Stored data entries:
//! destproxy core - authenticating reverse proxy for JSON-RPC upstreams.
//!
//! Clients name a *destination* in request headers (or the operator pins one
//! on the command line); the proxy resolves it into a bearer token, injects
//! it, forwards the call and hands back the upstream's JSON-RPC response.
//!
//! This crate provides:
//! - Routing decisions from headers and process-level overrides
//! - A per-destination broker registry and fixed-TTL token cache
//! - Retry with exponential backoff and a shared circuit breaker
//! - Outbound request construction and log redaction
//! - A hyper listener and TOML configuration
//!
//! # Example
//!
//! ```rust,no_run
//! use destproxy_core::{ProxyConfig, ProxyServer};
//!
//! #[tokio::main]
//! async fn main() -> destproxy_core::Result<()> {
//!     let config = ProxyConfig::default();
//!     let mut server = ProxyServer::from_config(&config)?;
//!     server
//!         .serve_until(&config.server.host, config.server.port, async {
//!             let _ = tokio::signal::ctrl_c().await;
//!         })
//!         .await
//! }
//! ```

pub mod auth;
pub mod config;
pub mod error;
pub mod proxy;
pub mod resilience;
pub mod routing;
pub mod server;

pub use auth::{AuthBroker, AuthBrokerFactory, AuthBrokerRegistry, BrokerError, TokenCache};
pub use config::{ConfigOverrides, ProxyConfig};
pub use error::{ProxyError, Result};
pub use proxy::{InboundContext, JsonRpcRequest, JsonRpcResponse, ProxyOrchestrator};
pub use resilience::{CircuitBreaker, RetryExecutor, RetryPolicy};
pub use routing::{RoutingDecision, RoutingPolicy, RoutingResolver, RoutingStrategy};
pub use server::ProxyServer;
==
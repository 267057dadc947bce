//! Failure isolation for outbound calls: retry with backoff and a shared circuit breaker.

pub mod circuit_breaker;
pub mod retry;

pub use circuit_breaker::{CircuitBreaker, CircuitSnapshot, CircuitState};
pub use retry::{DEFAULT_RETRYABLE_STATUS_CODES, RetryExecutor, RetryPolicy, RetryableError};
---
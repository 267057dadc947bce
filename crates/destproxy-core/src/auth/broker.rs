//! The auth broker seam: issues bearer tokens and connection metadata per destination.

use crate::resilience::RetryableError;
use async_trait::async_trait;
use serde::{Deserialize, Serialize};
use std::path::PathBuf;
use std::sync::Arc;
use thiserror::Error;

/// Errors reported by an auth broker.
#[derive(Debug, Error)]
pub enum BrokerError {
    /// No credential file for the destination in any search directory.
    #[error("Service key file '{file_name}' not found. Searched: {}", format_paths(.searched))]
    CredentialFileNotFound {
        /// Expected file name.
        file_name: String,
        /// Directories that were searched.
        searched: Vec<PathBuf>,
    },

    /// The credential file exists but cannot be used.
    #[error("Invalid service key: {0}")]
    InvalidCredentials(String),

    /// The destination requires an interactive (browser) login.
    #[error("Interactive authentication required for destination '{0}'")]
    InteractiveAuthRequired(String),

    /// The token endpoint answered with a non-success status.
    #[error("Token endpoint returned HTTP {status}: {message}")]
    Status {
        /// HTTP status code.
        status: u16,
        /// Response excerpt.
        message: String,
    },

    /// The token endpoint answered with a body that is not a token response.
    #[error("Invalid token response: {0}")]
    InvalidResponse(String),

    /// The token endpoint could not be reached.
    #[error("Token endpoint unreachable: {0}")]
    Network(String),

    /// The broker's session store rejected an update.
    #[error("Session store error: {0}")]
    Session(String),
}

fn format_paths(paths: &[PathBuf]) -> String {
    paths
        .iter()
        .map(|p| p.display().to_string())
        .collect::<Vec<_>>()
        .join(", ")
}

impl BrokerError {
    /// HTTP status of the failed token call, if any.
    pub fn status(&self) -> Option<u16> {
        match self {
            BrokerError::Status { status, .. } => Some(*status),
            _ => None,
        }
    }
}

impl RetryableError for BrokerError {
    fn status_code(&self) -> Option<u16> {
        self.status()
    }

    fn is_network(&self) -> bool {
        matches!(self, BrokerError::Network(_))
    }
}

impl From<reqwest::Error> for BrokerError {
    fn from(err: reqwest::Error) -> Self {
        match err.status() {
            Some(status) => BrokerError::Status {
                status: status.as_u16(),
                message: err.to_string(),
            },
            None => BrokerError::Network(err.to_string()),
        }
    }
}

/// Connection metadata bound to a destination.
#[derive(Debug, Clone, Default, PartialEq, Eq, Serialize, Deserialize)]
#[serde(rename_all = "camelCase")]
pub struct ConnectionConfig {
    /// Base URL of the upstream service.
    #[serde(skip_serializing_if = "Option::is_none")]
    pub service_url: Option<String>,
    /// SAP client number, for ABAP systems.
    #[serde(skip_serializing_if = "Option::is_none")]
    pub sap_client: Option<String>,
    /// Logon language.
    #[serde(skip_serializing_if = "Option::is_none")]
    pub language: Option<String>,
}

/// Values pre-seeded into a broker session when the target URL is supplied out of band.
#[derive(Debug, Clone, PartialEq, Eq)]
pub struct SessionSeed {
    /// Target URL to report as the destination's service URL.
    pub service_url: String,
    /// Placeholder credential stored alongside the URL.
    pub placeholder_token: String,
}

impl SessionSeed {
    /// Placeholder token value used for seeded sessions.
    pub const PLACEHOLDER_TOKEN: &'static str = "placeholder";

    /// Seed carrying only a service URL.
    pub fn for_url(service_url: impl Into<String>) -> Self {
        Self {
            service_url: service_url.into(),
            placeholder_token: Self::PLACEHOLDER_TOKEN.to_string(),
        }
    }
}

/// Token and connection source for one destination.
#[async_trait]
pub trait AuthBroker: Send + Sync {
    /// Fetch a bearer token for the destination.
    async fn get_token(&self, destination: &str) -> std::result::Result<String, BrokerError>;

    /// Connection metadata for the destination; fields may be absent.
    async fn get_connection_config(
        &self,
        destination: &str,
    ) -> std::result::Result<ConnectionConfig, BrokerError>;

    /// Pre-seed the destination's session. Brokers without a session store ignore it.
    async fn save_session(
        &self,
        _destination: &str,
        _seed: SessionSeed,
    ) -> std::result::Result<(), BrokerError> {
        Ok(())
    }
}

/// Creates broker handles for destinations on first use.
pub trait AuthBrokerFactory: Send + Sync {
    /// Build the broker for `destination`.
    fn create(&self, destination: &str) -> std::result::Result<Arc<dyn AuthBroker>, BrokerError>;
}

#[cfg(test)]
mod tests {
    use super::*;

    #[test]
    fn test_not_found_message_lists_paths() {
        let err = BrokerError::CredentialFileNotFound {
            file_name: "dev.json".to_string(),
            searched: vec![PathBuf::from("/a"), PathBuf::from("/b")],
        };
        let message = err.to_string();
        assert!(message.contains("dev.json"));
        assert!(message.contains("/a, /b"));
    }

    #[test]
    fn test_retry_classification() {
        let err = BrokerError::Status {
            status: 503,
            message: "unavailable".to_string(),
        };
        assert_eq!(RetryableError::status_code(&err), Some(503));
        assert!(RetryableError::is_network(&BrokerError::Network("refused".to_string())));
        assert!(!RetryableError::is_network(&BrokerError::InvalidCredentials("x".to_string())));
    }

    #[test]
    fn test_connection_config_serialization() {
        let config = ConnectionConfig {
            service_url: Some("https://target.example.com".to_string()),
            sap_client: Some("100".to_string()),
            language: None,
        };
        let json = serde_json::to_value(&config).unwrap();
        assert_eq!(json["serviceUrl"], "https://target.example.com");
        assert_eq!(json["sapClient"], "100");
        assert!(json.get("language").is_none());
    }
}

## INSTRUCTIONS FOR THE TASK
Of the entries above, repeat exactly the lines between the line with "for JSON-RPC upstreams." and the line with "pub use server::ProxyServer;", inclusive, and no others.

## THE ANSWER
//! destproxy core - authenticating reverse proxy for JSON-RPC upstreams.
//!
//! Clients name a *destination* in request headers (or the operator pins one
//! on the command line); the proxy resolves it into a bearer token, injects
//! it, forwards the call and hands back the upstream's JSON-RPC response.
//!
//! This crate provides:
//! - Routing decisions from headers and process-level overrides
//! - A per-destination broker registry and fixed-TTL token cache
//! - Retry with exponential backoff and a shared circuit breaker
//! - Outbound request construction and log redaction
//! - A hyper listener and TOML configuration
//!
//! # Example
//!
//! ```rust,no_run
//! use destproxy_core::{ProxyConfig, ProxyServer};
//!
//! #[tokio::main]
//! async fn main() -> destproxy_core::Result<()> {
//!     let config = ProxyConfig::default();
//!     let mut server = ProxyServer::from_config(&config)?;
//!     server
//!         .serve_until(&config.server.host, config.server.port, async {
//!             let _ = tokio::signal::ctrl_c().await;
//!         })
//!         .await
//! }
//! ```

pub mod auth;
pub mod config;
pub mod error;
pub mod proxy;
pub mod resilience;
pub mod routing;
pub mod server;

pub use auth::{AuthBroker, AuthBrokerFactory, AuthBrokerRegistry, BrokerError, TokenCache};
pub use config::{ConfigOverrides, ProxyConfig};
pub use error::{ProxyError, Result};
pub use proxy::{InboundContext, JsonRpcRequest, JsonRpcResponse, ProxyOrchestrator};
pub use resilience::{CircuitBreaker, RetryExecutor, RetryPolicy};
pub use routing::{RoutingDecision, RoutingPolicy, RoutingResolver, RoutingStrategy};
pub use server::ProxyServer;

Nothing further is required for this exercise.